Award for rare disease research at CIMR

Congratulations to Dr Joseph Chambers of the Marciniak Lab, one of two winners of the 18th Annual Alpha-1-Antitrypsin Laurell’s Training Award. This global award is to support early-career researchers working on alpha-1-antitrypsin deficiency. Joseph’s project is entitled ‘Effects of alpha-1 antitrypsin polymerisation on organelle structure and fluidity in hepatocytes’, and will be supported with €50,000 from Grifols S.A.

CIMR spin-out company starts first clinical trial

Z Factor Ltd have announced that dosing has begun in a Phase I study of ZF874, their first-in-class, small molecule drug. This was discovered from research at Prof. Jim Huntington's laboratory in CIMR as a potential treatment for alpha-1-antitrypsin deficiency (AATD).

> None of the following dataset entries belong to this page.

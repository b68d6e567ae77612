//! Smart router: free-text intent to capability.
//!
//! The index tracks the registry's generation. Queries first bring the index
//! up to date, so a capability disabled before a query is never returned by
//! it. Rebuilds are serialized behind one lock and coalesce: a caller that
//! waited for another rebuild re-checks the generation before doing any work.

use std::sync::atomic::{AtomicBool, Ordering};
use std::sync::{Arc, Mutex, RwLock};
use std::time::Duration;

use serde::Serialize;
use tokio::sync::watch;
use tokio::task::JoinHandle;

use super::embedding::{l2_normalize, EmbeddingProvider};
use super::errors::SmartError;
use super::index::{RebuildPlan, ScoredCapability, SemanticIndex};
use crate::config::SmartSettings;
use crate::registry::{CapabilityKind, CapabilityRegistry};

/// Capability kinds that are routable by intent.
const INDEXED_KINDS: [CapabilityKind; 2] = [CapabilityKind::Tool, CapabilityKind::Prompt];

/// Quiet period after a registry change before the background rebuild runs.
const REBUILD_DEBOUNCE: Duration = Duration::from_millis(250);

/// Health of the smart router, for status reporting.
#[derive(Debug, Clone, Serialize)]
pub struct SmartStatus {
    pub enabled: bool,
    pub available: bool,
    pub indexed: usize,
    pub generation: u64,
    pub last_error: Option<String>,
}

/// Semantic router over the registry's enabled tools and prompts.
pub struct SmartRouter {
    registry: Arc<CapabilityRegistry>,
    provider: Option<Arc<dyn EmbeddingProvider>>,
    settings: SmartSettings,
    index: RwLock<SemanticIndex>,
    rebuild_lock: tokio::sync::Mutex<()>,
    available: AtomicBool,
    last_error: Mutex<Option<String>>,
}

impl SmartRouter {
    /// Build a router. With no provider every query is `Disabled`.
    pub fn new(
        registry: Arc<CapabilityRegistry>,
        provider: Option<Arc<dyn EmbeddingProvider>>,
        settings: SmartSettings,
    ) -> Self {
        Self {
            registry,
            provider,
            settings,
            index: RwLock::new(SemanticIndex::new()),
            rebuild_lock: tokio::sync::Mutex::new(()),
            available: AtomicBool::new(true),
            last_error: Mutex::new(None),
        }
    }

    fn provider(&self) -> Result<&Arc<dyn EmbeddingProvider>, SmartError> {
        self.provider.as_ref().ok_or(SmartError::Disabled)
    }

    fn index_generation(&self) -> u64 {
        self.index.read().map(|i| i.generation()).unwrap_or(0)
    }

    fn record_outcome<T>(&self, result: &Result<T, SmartError>) {
        match result {
            Ok(_) => {
                self.available.store(true, Ordering::SeqCst);
                if let Ok(mut last) = self.last_error.lock() {
                    *last = None;
                }
            }
            Err(e) => {
                self.available.store(false, Ordering::SeqCst);
                if let Ok(mut last) = self.last_error.lock() {
                    *last = Some(e.to_string());
                }
            }
        }
    }

    /// Bring the index up to the registry's current generation.
    pub async fn ensure_fresh(&self) -> Result<(), SmartError> {
        let provider = Arc::clone(self.provider()?);
        if self.index_generation() == self.registry.generation() {
            return Ok(());
        }

        let _guard = self.rebuild_lock.lock().await;
        let target = self.registry.generation();
        if self.index_generation() == target {
            return Ok(());
        }

        let result = self.rebuild(provider.as_ref(), target).await;
        self.record_outcome(&result);
        result
    }

    /// Incremental rebuild, falling back to a full rebuild when the
    /// incremental result cannot be applied.
    async fn rebuild(&self, provider: &dyn EmbeddingProvider, target: u64) -> Result<(), SmartError> {
        let current = self.registry.enabled_capabilities(&INDEXED_KINDS);
        let plan = match self.index.read() {
            Ok(index) => index.plan(&current),
            Err(_) => RebuildPlan::default(),
        };

        if plan.is_empty() {
            if let Ok(mut index) = self.index.write() {
                index.mark_current(target);
            }
            return Ok(());
        }

        let embedded = plan.to_embed.len();
        let removed = plan.to_remove.len();
        let vectors = embed_all(provider, plan.to_embed.iter().map(|(c, _)| c.embedding_text())).await?;

        let applied = match self.index.write() {
            Ok(mut index) => index.apply(plan, vectors, target),
            Err(_) => Err(SmartError::RequestFailed {
                reason: "index lock poisoned".into(),
            }),
        };

        match applied {
            Ok(()) => {
                tracing::info!(embedded, removed, generation = target, "semantic index updated");
                Ok(())
            }
            Err(e) => {
                tracing::warn!(error = %e, "incremental index update failed, rebuilding from scratch");
                self.full_rebuild(provider, target).await
            }
        }
    }

    async fn full_rebuild(&self, provider: &dyn EmbeddingProvider, target: u64) -> Result<(), SmartError> {
        let current = self.registry.enabled_capabilities(&INDEXED_KINDS);
        let mut fresh = SemanticIndex::new();
        let plan = fresh.plan(&current);
        let vectors = embed_all(provider, plan.to_embed.iter().map(|(c, _)| c.embedding_text())).await?;
        fresh.apply(plan, vectors, target)?;

        let count = fresh.len();
        if let Ok(mut index) = self.index.write() {
            *index = fresh;
        }
        tracing::info!(indexed = count, generation = target, "semantic index rebuilt");
        Ok(())
    }

    /// Capabilities matching `intent` above the relevance threshold, best
    /// first, at most `top_k`. An empty result means no confident match.
    pub async fn query(&self, intent: &str) -> Result<Vec<ScoredCapability>, SmartError> {
        self.ensure_fresh().await?;
        let provider = self.provider()?;

        let is_empty = self.index.read().map(|i| i.is_empty()).unwrap_or(true);
        if is_empty {
            return Ok(Vec::new());
        }

        let result = embed_all(provider.as_ref(), std::iter::once(intent.to_string())).await;
        self.record_outcome(&result);
        let query = result?
            .into_iter()
            .next()
            .ok_or(SmartError::EmptyResponse { count: 1 })?;

        let registry = &self.registry;
        let hits = self
            .index
            .read()
            .map(|index| {
                index.search(&query, self.settings.min_relevance, self.settings.top_k, |key| {
                    registry.is_enabled(key)
                })
            })
            .unwrap_or_default();

        tracing::debug!(intent, hits = hits.len(), "smart query");
        Ok(hits)
    }

    /// The single top-ranked match, if any clears the threshold.
    pub async fn best_match(&self, intent: &str) -> Result<Option<ScoredCapability>, SmartError> {
        Ok(self.query(intent).await?.into_iter().next())
    }

    pub fn status(&self) -> SmartStatus {
        SmartStatus {
            enabled: self.provider.is_some(),
            available: self.provider.is_some() && self.available.load(Ordering::SeqCst),
            indexed: self.index.read().map(|i| i.len()).unwrap_or(0),
            generation: self.index_generation(),
            last_error: self.last_error.lock().ok().and_then(|e| e.clone()),
        }
    }

    /// Keep the index warm in the background until `stop` flips to `true`.
    ///
    /// Returns `None` when smart routing is disabled.
    pub fn spawn_rebuilder(self: &Arc<Self>, mut stop: watch::Receiver<bool>) -> Option<JoinHandle<()>> {
        self.provider.as_ref()?;
        let router = Arc::clone(self);
        let mut changes = self.registry.subscribe();
        Some(tokio::spawn(async move {
            loop {
                if let Err(e) = router.ensure_fresh().await {
                    tracing::warn!(error = %e, "background index rebuild failed");
                }
                tokio::select! {
                    changed = changes.changed() => {
                        if changed.is_err() {
                            break;
                        }
                    }
                    _ = stop.changed() => break,
                }
                if *stop.borrow() {
                    break;
                }
                tokio::time::sleep(REBUILD_DEBOUNCE).await;
            }
            tracing::debug!("index rebuilder stopped");
        }))
    }
}

/// Embed texts and L2-normalize the result, checking the count.
async fn embed_all(
    provider: &dyn EmbeddingProvider,
    texts: impl Iterator<Item = String>,
) -> Result<Vec<Vec<f32>>, SmartError> {
    let texts: Vec<String> = texts.collect();
    if texts.is_empty() {
        return Ok(Vec::new());
    }
    let vectors = provider.embed(&texts).await?;
    if vectors.len() != texts.len() {
        return Err(SmartError::CountMismatch {
            expected: texts.len(),
            actual: vectors.len(),
        });
    }
    Ok(vectors.into_iter().map(l2_normalize).collect())
}

// ─── Tests ───────────────────────────────────────────────────────────────────

#[cfg(test)]
mod tests {
    use super::*;
    use crate::registry::NamespacedKey;
    use crate::testing::FakeEmbedder;
    use crate::upstream::connection::ConnectionState;
    use crate::upstream::types::{DiscoveredCapabilities, ToolDefinition, UpstreamServerSpec};

    fn publish(registry: &CapabilityRegistry, server: &str, tools: &[(&str, &str)]) {
        let discovered = DiscoveredCapabilities {
            tools: tools
                .iter()
                .map(|(name, desc)| ToolDefinition {
                    name: name.to_string(),
                    description: Some(desc.to_string()),
                    input_schema: serde_json::json!({}),
                })
                .collect(),
            ..Default::default()
        };
        registry.publish_server(
            &UpstreamServerSpec::stdio(server, "cmd", &[]),
            ConnectionState::Connected,
            &discovered,
        );
    }

    fn router(registry: &Arc<CapabilityRegistry>, embedder: &Arc<FakeEmbedder>) -> SmartRouter {
        SmartRouter::new(
            Arc::clone(registry),
            Some(Arc::clone(embedder) as Arc<dyn EmbeddingProvider>),
            SmartSettings {
                enabled: true,
                min_relevance: 0.5,
                ..Default::default()
            },
        )
    }

    #[tokio::test]
    async fn test_query_finds_matching_tool() {
        let registry = Arc::new(CapabilityRegistry::new());
        publish(&registry, "weather", &[("forecast", "weather forecast for a city")]);
        publish(&registry, "fs", &[("read_file", "read a file from disk")]);
        let embedder = Arc::new(FakeEmbedder::new());
        let router = router(&registry, &embedder);

        let best = router.best_match("weather forecast city").await.unwrap().unwrap();
        assert_eq!(best.key.to_string(), "weather__forecast");
    }

    #[tokio::test]
    async fn test_no_confident_match_is_empty() {
        let registry = Arc::new(CapabilityRegistry::new());
        publish(&registry, "fs", &[("read_file", "read a file from disk")]);
        let embedder = Arc::new(FakeEmbedder::new());
        let router = router(&registry, &embedder);

        assert!(router.query("translate japanese poetry").await.unwrap().is_empty());
        assert!(router.best_match("translate japanese poetry").await.unwrap().is_none());
    }

    #[tokio::test]
    async fn test_ties_resolve_by_key() {
        let registry = Arc::new(CapabilityRegistry::new());
        publish(&registry, "b", &[("search", "search the web")]);
        publish(&registry, "a", &[("search", "search the web")]);
        let embedder = Arc::new(FakeEmbedder::new());
        let router = router(&registry, &embedder);

        let hits = router.query("search the web").await.unwrap();
        assert_eq!(hits.len(), 2);
        assert_eq!(hits[0].score, hits[1].score);
        assert_eq!(hits[0].key.to_string(), "a__search");
        assert_eq!(router.best_match("search the web").await.unwrap().unwrap().key.server, "a");
    }

    #[tokio::test]
    async fn test_incremental_rebuild_and_disablement() {
        let registry = Arc::new(CapabilityRegistry::new());
        publish(&registry, "weather", &[("forecast", "weather forecast"), ("alerts", "storm alerts")]);
        let embedder = Arc::new(FakeEmbedder::new());
        let router = router(&registry, &embedder);

        router.ensure_fresh().await.unwrap();
        assert_eq!(embedder.embedded_texts(), 2);
        assert_eq!(router.status().indexed, 2);

        // No change: nothing re-embedded.
        router.ensure_fresh().await.unwrap();
        assert_eq!(embedder.embedded_texts(), 2);

        // Disabling removes from the index without re-embedding the rest.
        let key = NamespacedKey::new(CapabilityKind::Tool, "weather", "forecast");
        registry.set_enabled(&key, false).unwrap();
        assert!(router.query("weather forecast").await.unwrap().iter().all(|h| h.key != key));
        assert_eq!(router.status().indexed, 1);
        assert_eq!(embedder.embedded_texts(), 2 + 1);
    }

    #[tokio::test]
    async fn test_provider_outage_is_reported() {
        let registry = Arc::new(CapabilityRegistry::new());
        publish(&registry, "fs", &[("read_file", "read a file")]);
        let embedder = Arc::new(FakeEmbedder::new());
        embedder.set_available(false);
        let router = router(&registry, &embedder);

        assert!(router.query("read a file").await.is_err());
        let status = router.status();
        assert!(!status.available);
        assert!(status.last_error.is_some());

        embedder.set_available(true);
        assert_eq!(router.query("read a file").await.unwrap().len(), 1);
        assert!(router.status().available);
    }

    #[tokio::test]
    async fn test_disabled_router() {
        let registry = Arc::new(CapabilityRegistry::new());
        let router = SmartRouter::new(registry, None, SmartSettings::default());
        assert!(matches!(router.query("x").await.unwrap_err(), SmartError::Disabled));
        assert!(!router.status().enabled);
    }

    #[tokio::test]
    async fn test_concurrent_refreshes_coalesce() {
        let registry = Arc::new(CapabilityRegistry::new());
        publish(&registry, "fs", &[("read_file", "read a file"), ("write_file", "write a file")]);
        let embedder = Arc::new(FakeEmbedder::new());
        let router = Arc::new(router(&registry, &embedder));

        let handles: Vec<_> = (0..8)
            .map(|_| {
                let r = Arc::clone(&router);
                tokio::spawn(async move { r.ensure_fresh().await })
            })
            .collect();
        for h in handles {
            h.await.unwrap().unwrap();
        }
        assert_eq!(embedder.embedded_texts(), 2);
    }

    #[tokio::test]
    async fn test_background_rebuilder_tracks_registry() {
        let registry = Arc::new(CapabilityRegistry::new());
        let embedder = Arc::new(FakeEmbedder::new());
        let router = Arc::new(router(&registry, &embedder));
        let (stop_tx, stop_rx) = watch::channel(false);
        let handle = router.spawn_rebuilder(stop_rx).unwrap();

        publish(&registry, "fs", &[("read_file", "read a file")]);
        let deadline = tokio::time::Instant::now() + Duration::from_secs(5);
        while router.status().indexed == 0 && tokio::time::Instant::now() < deadline {
            tokio::time::sleep(Duration::from_millis(20)).await;
        }
        assert_eq!(router.status().indexed, 1);

        stop_tx.send(true).unwrap();
        handle.await.unwrap();
    }
}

Most forms of this genetic disease are caused by the misfolding and accumulation of the Z variant of alpha-1-antitrypsin in liver cells. As well as liver disease, there is also downstream lung damage in AATD. ZF874 is designed specifically to correct the misfolding of Z-AAT. Once the first stage of this safety and dosing study is complete in healthy volunteers, it will be extended to AATD patients. Results are expected by the end of 2020.